Il y a une âme là-haut, tout en haut du vide, par delà les palais de mensonges et les jardin funèbres, pour qui ma mélancolie est un lac où il fait doux. Les oiseaux charmants de l'oubli fêtent son prénom qui se mélange aux embruns des eaux dormantes. L'océan entier gît sous son petit ventre. Et moi, je regarde les nuages, les merveilleux nuages, qui naissent exactement par le hasard de ses présages.
Où croire ? Où croire ailleurs qu'en toi, ma fidèle absente, si tu ne souffles qu'aux astres sourds le secret de tes jardins juvéniles ! Le présent est si poussiéreux depuis ton interminable voyage, faudra-t-il que je dise adieu aux arbres et aux feuilles, et que je tende la main à ton étrange ami ? Seule digne de porter la liberté sur tes épaules, tu embrasses l'infini qui m'obsède et me fuit, pourtant j'aurai aimé te voir avec moi souffrir les heures imbéciles, et te sentir fragile mais vivante, enchaînée à la vérité nue ! Que n'aurait-il fallu pour que je perde la grâce et le chemin des grandeurs, et gagne le dérisoire sentiment de la fraternité ! Et qu'un corps tiède et naïf prenne la place de l'esprit parfait !
Il y a une âme là-haut... il y a un centre, un univers, la gardienne sans qui je sombre dans l'effroi ... ! Il te fallait partir avant ici-bas, avant même une halte, en me laissant comme une bête, transpirant le manque qui s'est glissé tout au fond de moi, plus loin encore que le désespoir, et je n'ai qu'une seule nourriture, ce sont les vagues qui viennent lécher les falaises abîmées, et l'arbre vigilant voudrait surprendre ton retour car tu ne peux naître que de l'horizon, la vérité est comme la pierre, et nous habitons un rocher ! Creusez tant que vous voudrez, les puits n'ont rien à nous dire, les gouffres garderont silence ! Et pourtant... qu'il me soit permis d'embrasser des certitudes avec tes lèvres en écho aux miennes, alors tous les cailloux seront nimbés de promesses généreuses en mystère, et la vie entière prendra la couleur d'un voyage sans destination.
Je n'ai de famille que ton visage indéfini, et les rêves qui portèrent ta voix comme un trésor jusqu'à mon modeste navire, et cette confiance diffuse encore, ternie peut-être par l'effort, mais que la ferveur de ton souvenir garde à jamais de la corruption. Et souvent je m'effondre, livré aux doutes puissants de l'étrange mal de vivre, avant que des profondeurs, suivant l'harmonie d'un chant orphique, tes tendresses et tes baisers me grandissent jusqu'à l'inhumain.

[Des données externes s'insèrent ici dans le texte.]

mod support;

use chrono::Duration;
use flow_core::checkpoint::{CheckpointStore, InitiatorKind};
use flow_core::event::SessionPayload;
use flow_core::session::{SessionManager, SessionStatus};
use flow_core::{FlowContinuation, FlowEvent, FlowEventError, FlowFatalError, OutputRecord, PipelineOutcome,
                WaitingFor};
use support::*;
use uuid::Uuid;

fn acks(outcome: &PipelineOutcome) -> Vec<u64> {
    outcome.output_records()
           .iter()
           .filter_map(|r| match r {
               OutputRecord::SessionMessage { event, .. } => match event.payload {
                   SessionPayload::Ack { received_sequence_num } => Some(received_sequence_num),
                   _ => None,
               },
               _ => None,
           })
           .collect()
}

#[test]
fn session_init_creates_checkpoint_for_counterparty() {
    let mut h = Harness::new();
    let flow_id = Uuid::new_v4();

    let outcome = h.deliver(session_init(flow_id)).expect("processed");

    let PipelineOutcome::Processed { context, continuation } = &outcome else {
        panic!("expected processed");
    };
    assert_eq!(*continuation, FlowContinuation::Run);
    let record = context.checkpoint.record().expect("checkpoint created");
    assert_eq!(record.flow_state.waiting_for,
               WaitingFor::SessionInit { session_id: SESSION.into() });
    assert_eq!(record.start_context.flow_class_name, "PingResponder");
    assert_eq!(record.start_context.requesting_identity, alice());
    assert_eq!(record.start_context.holding_identity, bob());
    assert_eq!(record.start_context.initiator,
               InitiatorKind::RemotePeer { session_id: SESSION.into() });
    assert_eq!(record.sessions.len(), 1);
    let session = &record.sessions[SESSION];
    assert_eq!(session.received.last_processed_sequence_num, Some(0));
    assert_eq!(session.status, SessionStatus::Confirmed);
    assert_eq!(session.counterparty, alice());
    assert!(SessionManager::new(8).next_received_event(session).is_some_and(|e| e.is_init()));
    assert_eq!(acks(&outcome), vec![0]);
    assert_eq!(h.observer.snapshot().checkpoints_created, 1);
}

#[test]
fn redelivered_session_init_is_fatal_and_keeps_checkpoint() {
    let mut h = Harness::new();
    let flow_id = Uuid::new_v4();
    h.deliver(session_init(flow_id)).expect("first delivery");
    let before = h.store.load(flow_id);

    let err = h.deliver(session_init(flow_id)).unwrap_err();

    assert!(matches!(err, FlowFatalError::DuplicateSessionInit { .. }));
    assert_eq!(h.store.load(flow_id), before);
}

#[test]
fn session_init_without_mapping_is_fatal() {
    let mut h = Harness::new();
    let flow_id = Uuid::new_v4();
    let mut event = session_init(flow_id);
    if let flow_core::FlowEventPayload::SessionEvent(ref mut e) = event.payload {
        if let SessionPayload::Init(ref mut init) = e.payload {
            init.flow_name = "Unknown".into();
        }
    }

    let err = h.deliver(event).unwrap_err();

    assert!(matches!(err, FlowFatalError::InitiatedFlowNotFound { ref initiating_flow, .. } if initiating_flow == "Unknown"));
    assert!(!h.store.load(flow_id).exists());
}

#[test]
fn data_for_unknown_flow_is_discarded() {
    let mut h = Harness::new();
    let flow_id = Uuid::new_v4();

    let outcome = h.deliver(session_data(flow_id, 0)).expect("not fatal");

    match outcome {
        PipelineOutcome::Discarded { checkpoint, error } => {
            assert!(!checkpoint.exists());
            assert!(matches!(error, FlowEventError::CheckpointMissing { .. }));
        }
        other => panic!("expected discard, got {other:?}"),
    }
}

#[test]
fn duplicate_session_message_leaves_state_unchanged() {
    let mut h = Harness::new();
    let flow_id = Uuid::new_v4();
    h.deliver(session_init(flow_id)).expect("init");
    for seq in 1..=3 {
        h.deliver(session_data(flow_id, seq)).expect("data");
    }
    let before = h.store.load(flow_id).get_session_state(SESSION).cloned().expect("session");
    assert_eq!(before.received.last_processed_sequence_num, Some(3));

    let outcome = h.deliver(session_data(flow_id, 3)).expect("duplicate");

    let after = outcome.checkpoint().get_session_state(SESSION).cloned().expect("session");
    assert_eq!(after, before);
    assert_eq!(after.received.undelivered.len(), 4);
    assert_eq!(acks(&outcome), vec![3]);
}

#[test]
fn replaying_any_processed_message_is_idempotent() {
    let mut h = Harness::new();
    let flow_id = Uuid::new_v4();
    h.deliver(session_init(flow_id)).expect("init");
    for seq in 1..=4 {
        h.deliver(session_data(flow_id, seq)).expect("data");
    }
    let before = h.store.load(flow_id).get_session_state(SESSION).cloned().expect("session");

    for seq in 1..=4 {
        h.deliver(session_data(flow_id, seq)).expect("replay");
        let now = h.store.load(flow_id).get_session_state(SESSION).cloned().expect("session");
        assert_eq!(now, before, "replay of {seq} changed the session");
    }
}

#[test]
fn out_of_order_messages_wait_for_the_gap() {
    let mut h = Harness::new();
    let flow_id = Uuid::new_v4();
    h.deliver(session_init(flow_id)).expect("init");
    let mut cp = h.store.load(flow_id);
    cp.set_waiting_for(WaitingFor::SessionData { session_ids: vec![SESSION.into()] })
      .expect("waiting");
    // la lógica del flujo ya consumió el init
    let state = cp.get_session_state(SESSION).cloned().expect("session");
    cp.put_session_state(SessionManager::new(8).acknowledge_received_event(state, 0))
      .expect("put");
    h.store.commit(cp);

    let ahead = h.deliver(session_data(flow_id, 2)).expect("buffered");
    let PipelineOutcome::Processed { continuation, .. } = &ahead else {
        panic!("expected processed");
    };
    assert_eq!(*continuation, FlowContinuation::Continue);
    assert_eq!(acks(&ahead), vec![2]);

    let gap = h.deliver(session_data(flow_id, 1)).expect("gap filled");
    let PipelineOutcome::Processed { continuation, context } = &gap else {
        panic!("expected processed");
    };
    assert_eq!(*continuation, FlowContinuation::Run);
    let session = context.checkpoint.get_session_state(SESSION).expect("session");
    let seqs: Vec<_> = session.received.undelivered.iter().map(|e| e.sequence_num).collect();
    assert_eq!(seqs, vec![Some(1), Some(2)]);
    assert!(session.received.out_of_order.is_empty());
}

#[test]
fn message_after_close_is_discarded() {
    let mut h = Harness::new();
    let flow_id = Uuid::new_v4();
    h.deliver(session_init(flow_id)).expect("init");
    let mut cp = h.store.load(flow_id);
    let mut state = cp.get_session_state(SESSION).cloned().expect("session");
    state.status = SessionStatus::Closed;
    cp.put_session_state(state).expect("put");
    h.store.commit(cp);
    let before = h.store.load(flow_id);

    let outcome = h.deliver(session_data(flow_id, 1)).expect("not fatal");

    match outcome {
        PipelineOutcome::Discarded { error, .. } => {
            assert!(matches!(error, FlowEventError::SessionTerminated { sequence_num: 1, .. }))
        }
        other => panic!("expected discard, got {other:?}"),
    }
    assert_eq!(h.store.load(flow_id), before);
}

#[test]
fn ack_from_counterparty_prunes_pending_sends() {
    let mut h = Harness::new();
    let flow_id = Uuid::new_v4();
    h.deliver(start_flow(flow_id)).expect("start");
    let mut cp = h.store.load(flow_id);
    let record = SessionManager::new(8).initiate_session(&mut cp, "S2", bob(), None, h.now())
                                       .expect("initiate");
    assert!(matches!(record, OutputRecord::SessionMessage { ref destination, .. } if destination == &bob()));
    h.store.commit(cp);

    let ack = flow_core::event::SessionEvent { session_id: "S2".into(),
                                               source: bob(),
                                               destination: alice(),
                                               sequence_num: None,
                                               timestamp: t0(),
                                               payload: SessionPayload::Ack { received_sequence_num: 0 } };
    let outcome = h.deliver(FlowEvent::new(flow_id, ack)).expect("ack");

    let session = outcome.checkpoint().get_session_state("S2").expect("session");
    assert!(session.sent.unacknowledged.is_empty());
    assert!(acks(&outcome).is_empty());
}

#[test]
fn unacknowledged_send_is_resent_after_window() {
    let mut h = Harness::new();
    let flow_id = Uuid::new_v4();
    h.deliver(start_flow(flow_id)).expect("start");
    let mut cp = h.store.load(flow_id);
    SessionManager::new(8).initiate_session(&mut cp, "S2", bob(), None, h.now())
                          .expect("initiate");
    h.store.commit(cp);

    let early = h.deliver(wakeup(flow_id)).expect("early");
    assert!(early.output_records().is_empty());

    h.clock.advance(Duration::milliseconds(test_config().session_resend_window_ms));
    let late = h.deliver(wakeup(flow_id)).expect("late");
    let resent: Vec<_> = late.output_records()
                             .iter()
                             .filter_map(|r| match r {
                                 OutputRecord::SessionMessage { destination, event } if destination == &bob() => {
                                     Some(event.payload.kind_name())
                                 }
                                 _ => None,
                             })
                             .collect();
    assert_eq!(resent, vec!["Init"]);
}

#[test]
fn initiating_an_existing_session_is_rejected() {
    let mut h = Harness::new();
    let flow_id = Uuid::new_v4();
    h.deliver(start_flow(flow_id)).expect("start");
    let mut cp = h.store.load(flow_id);
    let manager = SessionManager::new(8);
    manager.initiate_session(&mut cp, "S2", bob(), None, h.now()).expect("initiate");
    let before = cp.clone();

    let err = manager.initiate_session(&mut cp, "S2", bob(), None, h.now()).unwrap_err();

    assert!(matches!(err, FlowFatalError::SessionAlreadyExists { ref session_id, .. } if session_id == "S2"));
    assert_eq!(cp, before);
}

Il y a une âme là-haut, féconde et pure, à la manière des vapeurs d'alcool, qui me dit légèrement la mort, et ce qu'aimer veut dire. Elle est tout à la fois l'enfante, la femme et la soeur, celle qui verse sur les jardins bénis, toute la lumière de ses six ans, alors qu'un malicieux baiser palpite sur la cîme nubile de ses féminités ! Toi qui parles mon langage, et te laisses envahir, sans résister à la beauté de toutes ces choses ordinaires que les enfants regardent comme des légendes, reste un peu avec moi, le monde est vaste quand tu t'y poses, et navrant quand tu t'en vas. Mais si l'imagination ne suffit plus, si tu t'épuises en vain dans mon coeur qui pulse des histoires, alors ne sois pas triste, laisse à la pesanteur le soin d'embrasser les serpents, et pars rejoindre de tes ailes graciles les nuages mouvants.